A cozinha se enchia de latas de banha com lombo de porco e lingüiça. Nos grandes refrigeradores, doces de figo, de cidra, potes de compotas e suas caldas. Rabanadas brotavam das frigideiras, bacalhaus saltavam de banho em banho, castanhas estalavam nos batentes das portas (quebra-nozes improvisados). Comia-se como nunca, como se para isso fossem feitos os Natais.
Mas o melhor de tudo, o mais esperado, não era a abundância da comida, a surpresa (nem sempre surpreendente) dos presentes, ou a presença ruidosa das primas. O grande momento para mim era a chegada dos Finamore. Eram tios que não eram tios (mas primos-segundos!), primos que não eram netos dos meus avós e, principalmente, eram pessoas que sabiam o que ainda estava por acontecer.
Primo do meu pai, tio Wanuzzi, médico, morava em Além Paraíba, uma cidade em que bastava atravessar uma ponte para estar em outro estado. Nesse lugar mágico, pegava-se televisão do Rio, não de Belo Horizonte e, naqueles longínquos anos 60, quando ainda não havia transmissão por satélite, as novelas passavam ali dias antes de serem transmitidas em Minas.

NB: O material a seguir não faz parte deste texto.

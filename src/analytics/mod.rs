//! Read-only analytics over a session list.
//!
//! Every function here is pure: it takes sessions by reference, allocates
//! only its result and never touches the store.
//!
//! - [`streak`] - current and longest consecutive-day streaks
//! - [`progress`] - per-exercise series for charts
//! - [`session`] - single-session totals, previous-session lookup and comparison
//! - [`heatmap`] - twelve-week activity grid

pub mod heatmap;
pub mod progress;
pub mod session;
pub mod streak;

pub use heatmap::{HeatmapDay, HeatmapWeek, activity_heatmap};
pub use progress::{ExerciseProgress, get_all_exercises, get_exercise_progress};
pub use session::{
    ExerciseComparison, SessionStats, compare_exercise, compare_sessions, get_previous_session,
    get_session_stats, session_intensity,
};
pub use streak::{WorkoutStreak, calculate_streak, calculate_streak_on};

Tio Wanuzzi, tia Maria Odete, Luisinho, Wanuzzinho e Marimília chegavam trazendo risadas, presentes e o conhecimento do futuro: quem morreu, quem matou, por que matou, nas novelas que acompanhávamos sem muita distinção do que fosse realidade e ficção. Sabiam antes de todos nós quem era O Rato, sabiam que a megera apenas se fingia de paralítica, sabiam os segredos, as reviravoltas, os desfechos. Eram, ao vivo e a cores, as cenas dos próximos capítulos. Todas as nossas grandes incógnitas eram, para eles, teoremas demonstrados.

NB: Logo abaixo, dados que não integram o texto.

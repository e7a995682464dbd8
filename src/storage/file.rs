//! JSON file store with atomic writes.
//!
//! Writes go through [`atomic_write`]: content lands in a temp file, is
//! synced to disk, then renamed over the target. A crash mid-write leaves the
//! previous file intact.

use std::fs::{self, File};
use std::io::{BufWriter, Write};
use std::path::{Path, PathBuf};

use crate::error::Result;
use crate::model::WorkoutData;
use crate::storage::Store;

/// Write content to a file atomically.
///
/// This function:
/// 1. Writes content to a temporary file next to the target
/// 2. Calls `fsync` to ensure data is on disk
/// 3. Atomically renames the temp file to the target path
///
/// If any step fails, the original file (if any) remains untouched.
///
/// # Errors
///
/// Returns an error if any file operation fails.
pub fn atomic_write(path: &Path, content: &str) -> std::io::Result<()> {
    let mut temp_name = path.file_name().unwrap_or_default().to_os_string();
    temp_name.push(".tmp");
    let temp_path = path.with_file_name(temp_name);

    if let Some(parent) = path.parent() {
        fs::create_dir_all(parent)?;
    }

    {
        let file = File::create(&temp_path)?;
        let mut writer = BufWriter::new(file);
        writer.write_all(content.as_bytes())?;
        writer.flush()?;
        writer.get_ref().sync_all()?;
    }

    fs::rename(&temp_path, path)?;

    Ok(())
}

/// Store persisting the blob as a single JSON file.
#[derive(Debug, Clone)]
pub struct JsonFileStore {
    path: PathBuf,
}

impl JsonFileStore {
    /// Create a store for the given file. The file need not exist yet.
    pub fn new(path: impl Into<PathBuf>) -> Self {
        Self { path: path.into() }
    }

    /// Path of the backing file.
    #[must_use]
    pub fn path(&self) -> &Path {
        &self.path
    }
}

impl Store for JsonFileStore {
    fn read(&self) -> Result<Option<WorkoutData>> {
        if !self.path.exists() {
            return Ok(None);
        }
        let content = fs::read_to_string(&self.path)?;
        Ok(Some(serde_json::from_str(&content)?))
    }

    fn write(&mut self, data: &WorkoutData) -> Result<()> {
        let json = serde_json::to_string_pretty(data)?;
        atomic_write(&self.path, &json)?;
        Ok(())
    }

    fn clear(&mut self) -> Result<()> {
        if self.path.exists() {
            fs::remove_file(&self.path)?;
        }
        Ok(())
    }
}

Num tempo em que sequer tínhamos televisão em casa (assistíamos, contritos, no grande sofá de Vovô Rubim, avô tão emprestado quando o aparelho de TV), os Finamore não só tinham um aparelho na própria sala para ver quando quisessem, como viam tudo antes de nós. Recebê-los em casa era acolher o oráculo. Minha mãe consultava tia Maria Odete, e eu, numa escala um pouco inferior, tentava arrancar do Luizinho os fatos que ainda estavam por vir – para depois, a meu modo, também levar o conhecimento do futuro aos vizinhos, aos colegas da escola. Eu me tornava Finamore de segunda mão, mas enfim...
Mesmo decorridos 40 anos, jamais consegui ver os Finamores, mesmo daqueles que nunca freqüentaram nossa casa e nossos Natais, como um simples parente. Eram, e continuarão sempre sendo, uma espécie de super-primos, super-tios. Não bastasse terem um sobrenome italiano, eram capazes de enxergar outro estado apenas olhando do quintal. E (ó inveja!) sabiam de antemão o que ainda estava por acontecer.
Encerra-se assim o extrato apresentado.